Descritores: Ensino. Docentes de Odontologia. Desenvolvimento de Pessoal. Odontologia.


ABSTRACT

There is recognition of the need for change in education of health professionals to face the need to train professionals able to respond to social demands and bring with it higher quality of life for the population. For this, it is essential to discuss how the teacher fits in this context since it is their responsibility for the conduct of the educational process. The aim of this study was to analyze the perception of undergraduate students of dentistry at the Federal University of Rio Grande do Norte (UFRN) about the role of the teacher in the teaching-learning process. This is a qualitative study, conducted by the technique of focus groups composed of regular students of 2nd, 3rd, 4th, 8th, and 9th periods/semesters, in the year 2012. Respondent students em phasized the teacher as largely responsible for their learning, in so being in the center of the teaching-learning process. In analysis of the data, four categories emerged: methodology adopted by the teacher, teacher / student relationship as influential in the learning process, lack of autonomy for the student, and teacher training. The study showed that the teacher is still kept in the center of the teaching process according to the passivity of students in not taking their role as coresponsible for their learning, possibly because of the stance taken by the teacher, focused more on technique and with little basis in active teaching methodologies. In other words, not enough hands-on learning methodologies/activities are being implemented by the teachers.

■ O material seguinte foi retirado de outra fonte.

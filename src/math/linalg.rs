//! Dense symmetric-positive-definite solves for the fit core.
//!
//! The minimizer repeatedly solves damped normal equations
//! `(JᵀJ + λI) δ = -Jᵀr`, and the covariance extraction inverts `JᵀJ` once at
//! the converged parameters. Both matrices are symmetric positive definite
//! when the fit is well posed, so Cholesky factorization is the right tool:
//! it is fast for the small parameter counts involved and its failure doubles
//! as the positive-definiteness check the error handling relies on.

use nalgebra::{DMatrix, DVector};

/// Solve `A x = b` for symmetric positive definite `A`.
///
/// Returns `None` if the factorization fails (not positive definite) or the
/// solution is non-finite.
pub fn solve_spd(a: &DMatrix<f64>, b: &DVector<f64>) -> Option<DVector<f64>> {
    let chol = a.clone().cholesky()?;
    let x = chol.solve(b);
    if x.iter().all(|v| v.is_finite()) {
        Some(x)
    } else {
        None
    }
}

/// Invert a symmetric positive definite matrix.
///
/// Returns `None` if the factorization fails or the inverse is non-finite.
pub fn invert_spd(a: &DMatrix<f64>) -> Option<DMatrix<f64>> {
    let chol = a.clone().cholesky()?;
    let inv = chol.inverse();
    if inv.iter().all(|v| v.is_finite()) {
        Some(inv)
    } else {
        None
    }
}

#[cfg(test)]
mod tests {
    use super::*;

    #[test]
    fn solve_spd_simple_system() {
        // [[4, 2], [2, 2]] x = [8, 5] has solution x = [1.5, 1.0].
        let a = DMatrix::from_row_slice(2, 2, &[4.0, 2.0, 2.0, 2.0]);
        let b = DVector::from_row_slice(&[8.0, 5.0]);
        let x = solve_spd(&a, &b).unwrap();
        assert!((x[0] - 1.5).abs() < 1e-12);
        assert!((x[1] - 1.0).abs() < 1e-12);
    }

    #[test]
    fn solve_spd_rejects_indefinite_matrix() {
        let a = DMatrix::from_row_slice(2, 2, &[-1.0, 0.0, 0.0, 1.0]);
        let b = DVector::from_row_slice(&[1.0, 1.0]);
        assert!(solve_spd(&a, &b).is_none());
    }

    #[test]
    fn invert_spd_roundtrip() {
        let a = DMatrix::from_row_slice(2, 2, &[3.0, 1.0, 1.0, 2.0]);
        let inv = invert_spd(&a).unwrap();
        let eye = &a * &inv;
        assert!((eye[(0, 0)] - 1.0).abs() < 1e-12);
        assert!((eye[(1, 1)] - 1.0).abs() < 1e-12);
        assert!(eye[(0, 1)].abs() < 1e-12);
    }
}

Descriptors: Teaching. Faculty Dental. Staff Development. Dentistry.


 

 

1 INTRODUÇÃO

A educação pode ser encarada como uma estratégia de libertação de um povo e por esse motivo não deve ser encarada como uma ação unilateral, engessada, onde há quem ensina e quem aprende, porém, deve ser vista de forma integrada onde os atores do processo mudam de lugar constantemente. Deve ser dinâmica e aberta, livre para ser pensada e repensada em todo o seu percurso. Nesta dimensão, pode ser entendida como importante instrumento de transformação social.

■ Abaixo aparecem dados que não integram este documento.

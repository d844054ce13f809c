//! Top-level application orchestration.
//!
//! `src/main.rs` is intentionally tiny; this module is the "real main" that:
//! - parses CLI arguments
//! - loads fit-spec files or generates the synthetic demo sample
//! - runs the global fit pipeline
//! - prints the run summary
//! - writes the optional report file

use clap::Parser;

use crate::cli::{Cli, Command, DemoArgs, FitArgs};
use crate::data::{DemoConfig, generate_demo};
use crate::error::AppError;
use crate::{io, report};

pub mod pipeline;

/// Entry point for the `rescal` binary.
pub fn run() -> Result<(), AppError> {
    let cli = Cli::parse();
    match cli.command {
        Command::Fit(args) => handle_fit(args),
        Command::Demo(args) => handle_demo(args),
    }
}

fn handle_fit(args: FitArgs) -> Result<(), AppError> {
    let spec = io::read_spec(&args.spec)?;
    let mut inputs = io::build_inputs(spec)?;
    for warning in &inputs.warnings {
        eprintln!("warning: {warning}");
    }
    if let Some(passes) = args.passes {
        inputs.settings.n_passes = passes;
    }

    let run = pipeline::run_fit(
        inputs.datasets,
        inputs.shapes,
        inputs.sources,
        inputs.reference,
        inputs.settings,
    )?;

    println!(
        "{}",
        report::format_run_summary(&run.ctx, &run.outcome, &run.decomposition)
    );
    write_report_if_requested(&run, args.out.as_deref(), args.band_k)
}

fn handle_demo(args: DemoArgs) -> Result<(), AppError> {
    let config = DemoConfig {
        seed: args.seed,
        n_points: args.points,
        noise: args.noise,
    };
    let demo = generate_demo(&config)?;
    let truth = demo.truth.clone();

    let run = pipeline::run_fit(
        demo.datasets,
        demo.shapes,
        demo.sources,
        None,
        demo.settings,
    )?;

    println!(
        "{}",
        report::format_run_summary(&run.ctx, &run.outcome, &run.decomposition)
    );
    println!("Truth comparison:");
    for (i, t) in truth.iter().enumerate() {
        println!(
            "  --> p{i}: fitted {:+.3} +/- {:.3} | truth {:+.3}",
            run.outcome.parameters[i],
            run.outcome.error(i),
            t
        );
    }
    write_report_if_requested(&run, args.out.as_deref(), args.band_k)
}

fn write_report_if_requested(
    run: &pipeline::RunOutput,
    out: Option<&std::path::Path>,
    band_k: f64,
) -> Result<(), AppError> {
    if let Some(path) = out {
        let report = io::build_report(&run.ctx, &run.outcome, &run.decomposition, band_k);
        io::write_report(path, &report)?;
        println!("Report written to {}", path.display());
    }
    Ok(())
}
//! Catalog of response-correction basis functions.
//!
//! Each entry is a fixed, parameter-free curve of the momentum `x` describing
//! how one physical effect distorts an observable; the global fit scales each
//! by its fit parameter. The primary-response family covers tracker dynamic
//! inefficiency, pileup offset, calorimeter-scale terms and single-particle
//! response variants; the `*_chf` / `*_nhf` / `*_nef` entries are the same
//! families expressed for the energy-fraction observables.
//!
//! Numerical notes:
//! - All forms divide by `x` or take `ln(x)` somewhere; `x` is clamped to a
//!   small positive epsilon so stray zero abscissas cannot produce NaNs.
//! - The recurring `2t/(1+t)` motif (with `t = (x/x0)^p`) is a smooth turn-on
//!   from 0 to 2 centered at `x0`; it is factored out as `turnon`.

use crate::domain::BasisFn;

/// Guard against `x = 0` in basis evaluation.
const X_EPS: f64 = 1e-6;

/// Smooth turn-on `1 + (t - 1)/(t + 1) = 2t/(1 + t)` with `t = (x/x0)^p`.
fn turnon(x: f64, x0: f64, p: f64) -> f64 {
    let t = (x / x0).powf(p);
    2.0 * t / (t + 1.0)
}

/// Shared shape of the calorimeter-scale terms:
/// `t/(1+t) * (1 - t^-1)` with `t = (x/x0)^p`.
fn hump(x: f64, x0: f64, p: f64) -> f64 {
    let t = (x / x0).powf(p);
    t / (1.0 + t) * (1.0 - (x / x0).powf(-p))
}

/// Unit constant; the simplest possible shape, used by tests and demos.
pub fn constant_one(_x: f64) -> f64 {
    1.0
}

// ---- primary-response family ----

/// Tracker dynamic inefficiency.
pub fn ftd(x: f64) -> f64 {
    let x = x.max(X_EPS);
    -0.116 - 0.6417 * (x / 208.0).powf(-0.3051) + 23.63 / x
}

/// Pileup offset (flat).
pub fn fp(_x: f64) -> f64 {
    -0.8295
}

/// Hadron-calorimeter scale, crossover region.
pub fn fhx(x: f64) -> f64 {
    let x = x.max(X_EPS);
    0.8904 + 1.082 * hump(x, 1408.0, 1.204)
}

/// Hadron-calorimeter scale, hadron-hadron term.
pub fn fhh(x: f64) -> f64 {
    let x = x.max(X_EPS);
    -0.7938 - 0.5798 * hump(x, 396.1, 1.412)
}

/// Electromagnetic-on-hadronic scale term.
pub fn feh(x: f64) -> f64 {
    let x = x.max(X_EPS);
    -0.2603 - 0.2196 * hump(x, 409.4, 1.276)
}

/// Calorimeter response to soft hadrons.
pub fn fhw(x: f64) -> f64 {
    let x = x.max(X_EPS);
    0.3 * (0.9526 - 0.3883 * turnon(x, 1285.0, 2.46) + 18.1 / x - 2.062 * x.ln() / x)
}

/// Offset-correction residual.
pub fn fl1(x: f64) -> f64 {
    let x = x.max(X_EPS);
    let l = x.ln();
    (1.0 - (0.350077 + 0.553560 * l - 0.0527681 * l * l) / x) - 1.0
}

/// Tracker inefficiency minus its reference parameterization.
pub fn ftd_ftm(x: f64) -> f64 {
    let x = x.max(X_EPS);
    let a = -0.116 - 0.6417 * (x / 208.0).powf(-0.3051) + 23.63 / x;
    let b = 0.2683 - 0.6994 * (x / 208.0).powf(-0.3051) + 18.49 / x;
    3.0 * (a - b)
}

/// Low-momentum single-particle-response variation.
pub fn f1q3(x: f64) -> f64 {
    let x = x.max(X_EPS);
    0.01 * (0.7966 + 0.9311 * ((0.01 * x).powf(-1.0) - 1.0))
}

// ---- charged-hadron-fraction family ----

pub fn ftd_chf(x: f64) -> f64 {
    let x = x.max(X_EPS);
    1.982 - 2.678 * turnon(x, 47.02, 0.262) + 0.1494 * x.powf(0.3) - 3.097 / x
}

pub fn fp_chf(x: f64) -> f64 {
    let x = x.max(X_EPS);
    0.3333 + 0.7433 * turnon(x, 1023.0, 0.3926) - 0.09446 * x.powf(0.2883)
}

pub fn fhx_chf(x: f64) -> f64 {
    let x = x.max(X_EPS);
    -0.0637 - 0.2811 * turnon(x, 4531.0, -0.3172) + 1.071 * x.powf(-0.153)
}

pub fn fhw_chf(x: f64) -> f64 {
    let x = x.max(X_EPS);
    -0.2176 + 1.064e-05 * x.powf(1.373)
}

// ---- neutral-hadron-fraction family ----

pub fn ftd_nhf(x: f64) -> f64 {
    let x = x.max(X_EPS);
    -0.01022 - 0.1962 * turnon(x, 4000.0, 3.071) + 0.04211 * x.powf(0.3) + 0.01005 / x
}

pub fn fp_nhf(x: f64) -> f64 {
    let x = x.max(X_EPS);
    0.07395 + 1.223e-05 * x.powf(1.158)
}

pub fn fhx_nhf(x: f64) -> f64 {
    let x = x.max(X_EPS);
    -0.295 + 0.09444 * turnon(x, 2713.0, 0.06437)
}

pub fn fhw_nhf(x: f64) -> f64 {
    let x = x.max(X_EPS);
    -5.151 + 4.495 * x.powf(0.03335) - 12.3 / x
}

// ---- photon-fraction family ----

pub fn ftd_nef(x: f64) -> f64 {
    let x = x.max(X_EPS);
    0.07453 + 0.1457 * turnon(x, 1131.0, -3.68) - 0.4155 * x.powf(-0.3) - 1.878 / x
}

pub fn fp_nef(x: f64) -> f64 {
    let x = x.max(X_EPS);
    2.283 - 2.738 * x.powf(0.002452)
}

pub fn fhx_nef(x: f64) -> f64 {
    let x = x.max(X_EPS);
    0.05474 - 0.003141 * turnon(x, 798.6, 78.84) - 0.000957 * x.powf(0.76)
}

pub fn fhw_nef(x: f64) -> f64 {
    let x = x.max(X_EPS);
    0.8417 - 0.2605 * x.powf(0.2289) + 2.426 / x
}

/// Resolve a configured form name to its basis function.
///
/// Returns `None` for unknown names; the loader surfaces that as a
/// configuration error carrying the offending name.
pub fn resolve(name: &str) -> Option<BasisFn> {
    let f: BasisFn = match name {
        "one" => constant_one,
        "ftd" => ftd,
        "fp" => fp,
        "fhx" => fhx,
        "fhh" => fhh,
        "feh" => feh,
        "fhw" => fhw,
        "fl1" => fl1,
        "ftd-ftm" => ftd_ftm,
        "f1q3" => f1q3,
        "ftd_chf" => ftd_chf,
        "fp_chf" => fp_chf,
        "fhx_chf" => fhx_chf,
        "fhw_chf" => fhw_chf,
        "ftd_nhf" => ftd_nhf,
        "fp_nhf" => fp_nhf,
        "fhx_nhf" => fhx_nhf,
        "fhw_nhf" => fhw_nhf,
        "ftd_nef" => ftd_nef,
        "fp_nef" => fp_nef,
        "fhx_nef" => fhx_nef,
        "fhw_nef" => fhw_nef,
        _ => return None,
    };
    Some(f)
}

Neste contexto, o papel do professor assume alto grau de relevância, cabendo a ele não apenas a transmissão de conhecimentos, mas também o despertar no aluno da consciência crítica e análise dos problemas que o cercam1. Nessa perspectiva de construção do conhecimento alguns autores definem que o papel do professor é ajudar os alunos a entenderem a realidade em que se encontram, tendo como mediação para isto o conhecimento. A aprendizagem por sua vez, acontece num entrelaçamento entre informação, conhecimento e saber2. Dessa forma, focaliza o aluno e o professor em suas relações, considerando como ocorre o processo de ensino-aprendizagem.

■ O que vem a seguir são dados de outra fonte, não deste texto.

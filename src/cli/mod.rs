//! Command-line parsing for the calibration fitter.
//!
//! The goal of this module is to keep **argument parsing** and **command
//! dispatch** separate from the modeling/math code.

use std::path::PathBuf;

use clap::{Parser, Subcommand};

/// Top-level CLI.
#[derive(Debug, Parser)]
#[command(
    name = "rescal",
    version,
    about = "Global detector-response calibration fit"
)]
pub struct Cli {
    #[command(subcommand)]
    pub command: Command,
}

/// CLI subcommands.
#[derive(Debug, Subcommand)]
pub enum Command {
    /// Run a global fit from a fit-spec JSON file.
    Fit(FitArgs),
    /// Run an end-to-end fit on a synthetic sample with known truth.
    Demo(DemoArgs),
}

#[derive(Debug, Parser, Clone)]
pub struct FitArgs {
    /// Path to the fit-spec JSON file.
    #[arg(short, long)]
    pub spec: PathBuf,

    /// Write the full fit report JSON here.
    #[arg(short, long)]
    pub out: Option<PathBuf>,

    /// Override the number of minimization passes from the spec.
    #[arg(long)]
    pub passes: Option<usize>,

    /// Confidence multiplier for exported bands (1 = one standard deviation).
    #[arg(long, default_value_t = 1.0)]
    pub band_k: f64,
}

#[derive(Debug, Parser, Clone)]
pub struct DemoArgs {
    /// Random seed for sample generation.
    #[arg(long, default_value_t = 42)]
    pub seed: u64,

    /// Points per generated dataset.
    #[arg(short = 'n', long, default_value_t = 30)]
    pub points: usize,

    /// Gaussian noise level (also the per-point sigma).
    #[arg(long, default_value_t = 0.002)]
    pub noise: f64,

    /// Write the full fit report JSON here.
    #[arg(short, long)]
    pub out: Option<PathBuf>,

    /// Confidence multiplier for exported bands.
    #[arg(long, default_value_t = 1.0)]
    pub band_k: f64,
}
//! Bounded Levenberg–Marquardt minimization of the chi-square objective.
//!
//! The driver runs a fixed, configured number of full minimization passes;
//! each pass restarts the damped least-squares iteration from the previous
//! pass's result. The pass count is policy (it stabilizes configurations
//! where the objective feeds back on its own parameters through the reference
//! normalization) and is never replaced by an outer convergence test.
//!
//! On completion the parameter covariance is extracted as `(JᵀJ)⁻¹` at the
//! final parameters. A covariance that is not positive definite, or any
//! non-finite state, aborts the run; no partial result is ever returned.

use nalgebra::{DMatrix, DVector};

use crate::domain::FitOutcome;
use crate::error::AppError;
use crate::math::{invert_spd, solve_spd};

/// Tuning knobs for the damped least-squares iteration.
#[derive(Debug, Clone, Copy, PartialEq)]
pub struct LmConfig {
    /// Iteration cap per pass.
    pub max_iterations: usize,
    /// Residual-norm threshold below which a pass stops early.
    pub tolerance: f64,
    /// Relative parameter-change threshold below which a pass stops early.
    pub param_tolerance: f64,
    /// Initial damping factor.
    pub initial_lambda: f64,
    /// Damping increase on a rejected step.
    pub lambda_up: f64,
    /// Damping decrease on an accepted step.
    pub lambda_down: f64,
    pub min_lambda: f64,
    pub max_lambda: f64,
    /// Relative finite-difference step for the Jacobian.
    pub fd_step: f64,
}

impl Default for LmConfig {
    fn default() -> Self {
        Self {
            max_iterations: 200,
            tolerance: 1e-12,
            param_tolerance: 1e-12,
            initial_lambda: 1e-3,
            lambda_up: 10.0,
            lambda_down: 0.1,
            min_lambda: 1e-12,
            max_lambda: 1e12,
            fd_step: 1e-8,
        }
    }
}

/// Least-squares minimizer: residual vector in, parameters + covariance out.
#[derive(Debug, Clone)]
pub struct Minimizer {
    config: LmConfig,
}

impl Minimizer {
    pub fn new(config: LmConfig) -> Self {
        Self { config }
    }

    pub fn with_defaults() -> Self {
        Self::new(LmConfig::default())
    }

    pub fn config(&self) -> &LmConfig {
        &self.config
    }

    /// Minimize the squared norm of `residuals` over the parameter box
    /// `[bounds.0, bounds.1]`, running exactly `passes` restarts.
    pub fn minimize<F>(
        &self,
        mut residuals: F,
        initial: Vec<f64>,
        bounds: (f64, f64),
        passes: usize,
    ) -> Result<FitOutcome, AppError>
    where
        F: FnMut(&[f64]) -> Vec<f64>,
    {
        if initial.is_empty() {
            return Err(AppError::config("empty parameter vector"));
        }
        if passes == 0 {
            return Err(AppError::config("at least one minimization pass is required"));
        }
        if !(bounds.0.is_finite() && bounds.1.is_finite() && bounds.0 < bounds.1) {
            return Err(AppError::config("invalid parameter bounds"));
        }

        let mut params: Vec<f64> = initial
            .into_iter()
            .map(|p| p.clamp(bounds.0, bounds.1))
            .collect();
        for _ in 0..passes {
            params = self.lm_pass(&mut residuals, params, bounds)?;
        }

        let r = residuals(&params);
        let n_terms = r.len();
        let chi2 = sum_of_squares(&r);
        if !chi2.is_finite() {
            return Err(AppError::not_converged("non-finite chi-square at minimum"));
        }

        let jacobian = self.jacobian(&mut residuals, &params, &r);
        let jtj = jacobian.transpose() * &jacobian;
        let covariance = invert_spd(&jtj)
            .ok_or_else(|| AppError::not_converged("covariance matrix is not positive definite"))?;

        Ok(FitOutcome {
            parameters: params,
            covariance,
            chi2,
            n_terms,
        })
    }

    /// One full damped least-squares minimization from `params`.
    fn lm_pass<F>(
        &self,
        f: &mut F,
        mut params: Vec<f64>,
        bounds: (f64, f64),
    ) -> Result<Vec<f64>, AppError>
    where
        F: FnMut(&[f64]) -> Vec<f64>,
    {
        let cfg = &self.config;

        let mut r = f(&params);
        if r.is_empty() {
            return Err(AppError::config("objective produced no residual terms"));
        }
        let mut ss = sum_of_squares(&r);
        if !ss.is_finite() {
            return Err(AppError::not_converged("non-finite chi-square at start"));
        }

        let mut lambda = cfg.initial_lambda;
        for _ in 0..cfg.max_iterations {
            if ss.sqrt() < cfg.tolerance {
                break;
            }

            let jacobian = self.jacobian(f, &params, &r);
            let jtj = jacobian.transpose() * &jacobian;
            let jtr = jacobian.transpose() * DVector::from_column_slice(&r);

            let mut damped = jtj;
            for i in 0..damped.nrows() {
                damped[(i, i)] += lambda;
            }

            let delta = match solve_spd(&damped, &(-jtr)) {
                Some(d) => d,
                None => {
                    lambda = (lambda * cfg.lambda_up).min(cfg.max_lambda);
                    continue;
                }
            };

            let param_norm = params.iter().map(|p| p * p).sum::<f64>().sqrt().max(1.0);
            if delta.norm() / param_norm < cfg.param_tolerance {
                break;
            }

            let trial: Vec<f64> = params
                .iter()
                .zip(delta.iter())
                .map(|(p, d)| (p + d).clamp(bounds.0, bounds.1))
                .collect();
            let r_trial = f(&trial);
            let ss_trial = sum_of_squares(&r_trial);

            if ss_trial.is_finite() && ss_trial < ss {
                params = trial;
                r = r_trial;
                ss = ss_trial;
                lambda = (lambda * cfg.lambda_down).max(cfg.min_lambda);
            } else {
                lambda = (lambda * cfg.lambda_up).min(cfg.max_lambda);
            }
        }

        Ok(params)
    }

    /// Forward finite-difference Jacobian of the residual vector.
    fn jacobian<F>(&self, f: &mut F, params: &[f64], r0: &[f64]) -> DMatrix<f64>
    where
        F: FnMut(&[f64]) -> Vec<f64>,
    {
        let n_res = r0.len();
        let n_par = params.len();
        let mut jacobian = DMatrix::zeros(n_res, n_par);
        let mut work = params.to_vec();

        for j in 0..n_par {
            let h = self.config.fd_step * work[j].abs().max(1.0);
            let orig = work[j];
            work[j] = orig + h;
            let r_plus = f(&work);
            work[j] = orig;
            for i in 0..n_res {
                jacobian[(i, j)] = (r_plus[i] - r0[i]) / h;
            }
        }
        jacobian
    }
}

#[inline]
fn sum_of_squares(v: &[f64]) -> f64 {
    v.iter().fold(0.0, |acc, x| acc + x * x)
}

#[cfg(test)]
mod tests {
    use super::*;

    const BOUNDS: (f64, f64) = (-100.0, 100.0);

    #[test]
    fn solves_a_separable_linear_problem_with_unit_covariance() {
        let residuals = |p: &[f64]| vec![p[0] - 2.0, p[1] - 3.0];
        let out = Minimizer::with_defaults()
            .minimize(residuals, vec![0.0, 0.0], BOUNDS, 1)
            .unwrap();

        assert!((out.parameters[0] - 2.0).abs() < 1e-6);
        assert!((out.parameters[1] - 3.0).abs() < 1e-6);
        assert!(out.chi2 < 1e-10);
        assert_eq!(out.n_terms, 2);
        // J = I, so the covariance is the identity.
        assert!((out.covariance[(0, 0)] - 1.0).abs() < 1e-6);
        assert!((out.covariance[(1, 1)] - 1.0).abs() < 1e-6);
        assert!(out.covariance[(0, 1)].abs() < 1e-6);
    }

    #[test]
    fn fits_the_weighted_mean_of_three_points() {
        // One flat shape, no prior: the model is 1 + p, so p converges to the
        // weighted mean offset and chi2 to the scatter around it.
        let y = [1.1, 1.12, 1.08];
        let residuals = move |p: &[f64]| y.iter().map(|yi| (yi - (1.0 + p[0])) / 0.1).collect();
        let out = Minimizer::with_defaults()
            .minimize(residuals, vec![0.0], BOUNDS, 1)
            .unwrap();

        assert!((out.parameters[0] - 0.1).abs() < 1e-6);
        assert!((out.chi2 - 0.08).abs() < 1e-6);
        // JtJ = 3 / 0.1^2 = 300, so the error is sqrt(1/300).
        assert!((out.error(0) - (1.0 / 300.0_f64).sqrt()).abs() < 1e-6);
    }

    #[test]
    fn gaussian_prior_shrinks_the_fitted_parameter_toward_zero() {
        let y = [1.1, 1.12, 1.08];
        let free = move |p: &[f64]| -> Vec<f64> {
            y.iter().map(|yi| (yi - (1.0 + p[0])) / 0.1).collect()
        };
        let with_prior = move |p: &[f64]| -> Vec<f64> {
            let mut r: Vec<f64> = y.iter().map(|yi| (yi - (1.0 + p[0])) / 0.1).collect();
            r.push(p[0]);
            r
        };

        let m = Minimizer::with_defaults();
        let a = m.minimize(free, vec![0.0], BOUNDS, 1).unwrap();
        let b = m.minimize(with_prior, vec![0.0], BOUNDS, 1).unwrap();

        assert!(b.parameters[0].abs() < a.parameters[0].abs());
        // Closed form: p = 30 / 301.
        assert!((b.parameters[0] - 30.0 / 301.0).abs() < 1e-6);
        assert!(b.parameters[0] * b.parameters[0] > 0.0);
    }

    #[test]
    fn repeated_runs_are_identical() {
        let y = [1.1, 1.12, 1.08];
        let make = move || move |p: &[f64]| -> Vec<f64> {
            y.iter().map(|yi| (yi - (1.0 + p[0])) / 0.1).collect()
        };
        let m = Minimizer::with_defaults();
        let a = m.minimize(make(), vec![0.0], BOUNDS, 1).unwrap();
        let b = m.minimize(make(), vec![0.0], BOUNDS, 1).unwrap();
        assert!((a.chi2 - b.chi2).abs() < 1e-9);
        assert!((a.parameters[0] - b.parameters[0]).abs() < 1e-9);
    }

    #[test]
    fn extra_passes_do_not_change_a_converged_linear_solution() {
        let residuals = |p: &[f64]| vec![p[0] - 2.0];
        let m = Minimizer::with_defaults();
        let one = m.minimize(residuals, vec![0.0], BOUNDS, 1).unwrap();
        let three = m.minimize(residuals, vec![0.0], BOUNDS, 3).unwrap();
        assert!((one.parameters[0] - three.parameters[0]).abs() < 1e-9);
    }

    #[test]
    fn parameters_are_clamped_to_the_box() {
        let residuals = |p: &[f64]| vec![p[0] - 500.0];
        let out = Minimizer::with_defaults()
            .minimize(residuals, vec![0.0], BOUNDS, 1)
            .unwrap();
        assert_eq!(out.parameters[0], 100.0);
    }

    #[test]
    fn unconstrained_parameter_yields_a_convergence_error() {
        // The second parameter never enters the residuals, so JtJ is singular
        // and the covariance extraction must fail loudly.
        let residuals = |p: &[f64]| vec![p[0] - 1.0];
        let err = Minimizer::with_defaults()
            .minimize(residuals, vec![0.0, 0.0], BOUNDS, 1)
            .unwrap_err();
        assert_eq!(err.exit_code(), 4);
    }

    #[test]
    fn empty_parameter_vector_is_rejected() {
        let residuals = |_p: &[f64]| vec![1.0];
        assert!(
            Minimizer::with_defaults()
                .minimize(residuals, vec![], BOUNDS, 1)
                .is_err()
        );
    }
}
//! Synthetic calibration scenario with known truth.
//!
//! The demo builds two primary-response datasets from a chosen true parameter
//! vector plus seeded Gaussian noise, registers the matching shapes and one
//! constant-scale systematic source, and hands everything to the normal
//! pipeline. Running the fit against it exercises the whole stack end to end
//! and shows how far the fitted parameters land from the truth.

use rand::SeedableRng;
use rand::rngs::StdRng;
use rand_distr::{Distribution, Normal};

use crate::domain::{Curve, DataPoint, Dataset, FitSettings, ObsKind, ShapeDef, SourceDef};
use crate::error::AppError;
use crate::fit::log_grid;
use crate::math::basis;

/// True shape-parameter values baked into the generated data.
const TRUTH_FTD: f64 = 0.6;
const TRUTH_FHW: f64 = -0.4;

#[derive(Debug, Clone, Copy)]
pub struct DemoConfig {
    pub seed: u64,
    /// Points per generated dataset.
    pub n_points: usize,
    /// Gaussian noise level, also used as the per-point sigma.
    pub noise: f64,
}

impl Default for DemoConfig {
    fn default() -> Self {
        Self {
            seed: 42,
            n_points: 30,
            noise: 0.002,
        }
    }
}

/// Generated inputs plus the truth vector they encode
/// (`[shape parameters, nuisance parameters]`).
#[derive(Debug, Clone)]
pub struct DemoData {
    pub datasets: Vec<Dataset>,
    pub shapes: Vec<ShapeDef>,
    pub sources: Vec<SourceDef>,
    pub settings: FitSettings,
    pub truth: Vec<f64>,
}

pub fn generate_demo(config: &DemoConfig) -> Result<DemoData, AppError> {
    if config.n_points < 4 {
        return Err(AppError::config("demo needs at least 4 points per dataset"));
    }
    if !(config.noise.is_finite() && config.noise > 0.0) {
        return Err(AppError::config("demo noise must be a positive number"));
    }

    let settings = FitSettings::default();
    let mut rng = StdRng::seed_from_u64(config.seed);
    let normal = Normal::new(0.0, 1.0)
        .map_err(|e| AppError::config(format!("noise distribution error: {e}")))?;

    let truth_model = |x: f64| {
        1.0 + (TRUTH_FTD * basis::ftd(x) + TRUTH_FHW * basis::fhw(x)) * settings.shape_scale
    };

    let mut make_dataset = |name: &str| -> Result<Dataset, AppError> {
        let points = log_grid(15.0, 1500.0, config.n_points)
            .into_iter()
            .map(|x| DataPoint {
                x,
                y: truth_model(x) + config.noise * normal.sample(&mut rng),
                sigma: config.noise,
            })
            .collect();
        Dataset::new(name, ObsKind::Resp, points, None)
    };
    let datasets = vec![make_dataset("resp_zjet")?, make_dataset("resp_gamjet")?];

    let shapes = vec![
        ShapeDef {
            name: "ftd".into(),
            family: "ftd".into(),
            applies_to: ObsKind::Resp,
            non_negative: false,
            form: basis::ftd,
        },
        ShapeDef {
            name: "fhw".into(),
            family: "fhw".into(),
            applies_to: ObsKind::Resp,
            non_negative: false,
            form: basis::fhw,
        },
    ];

    // One constant-scale source on the photon+jet sample; the data carries no
    // such shift, so the fitted nuisance should land near zero.
    let sources = vec![SourceDef {
        name: "scale_gamjet".into(),
        applies_to: "resp_gamjet".into(),
        profile: Curve::constant(0.2 * settings.shape_scale),
    }];

    Ok(DemoData {
        datasets,
        shapes,
        sources,
        settings,
        truth: vec![TRUTH_FTD, TRUTH_FHW, 0.0],
    })
}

Há um reconhecimento da necessidade de mudança na educação de profissionais de saúde frente à necessidade de formar profissionais capazes de responder às demandas sociais e com isso trazer maior qualidade de vida à população, buscando processos de mudanças na formação de profissionais de saúde e novas formas de trabalhar com o conhecimento. Neste contexto, compreender o papel do professor no âmbito da inovação pedagógica, inerentes ao processo de ensino-aprendizagem, tem ocupado um importante espaço de discussão sobre inovação na área da Saúde3.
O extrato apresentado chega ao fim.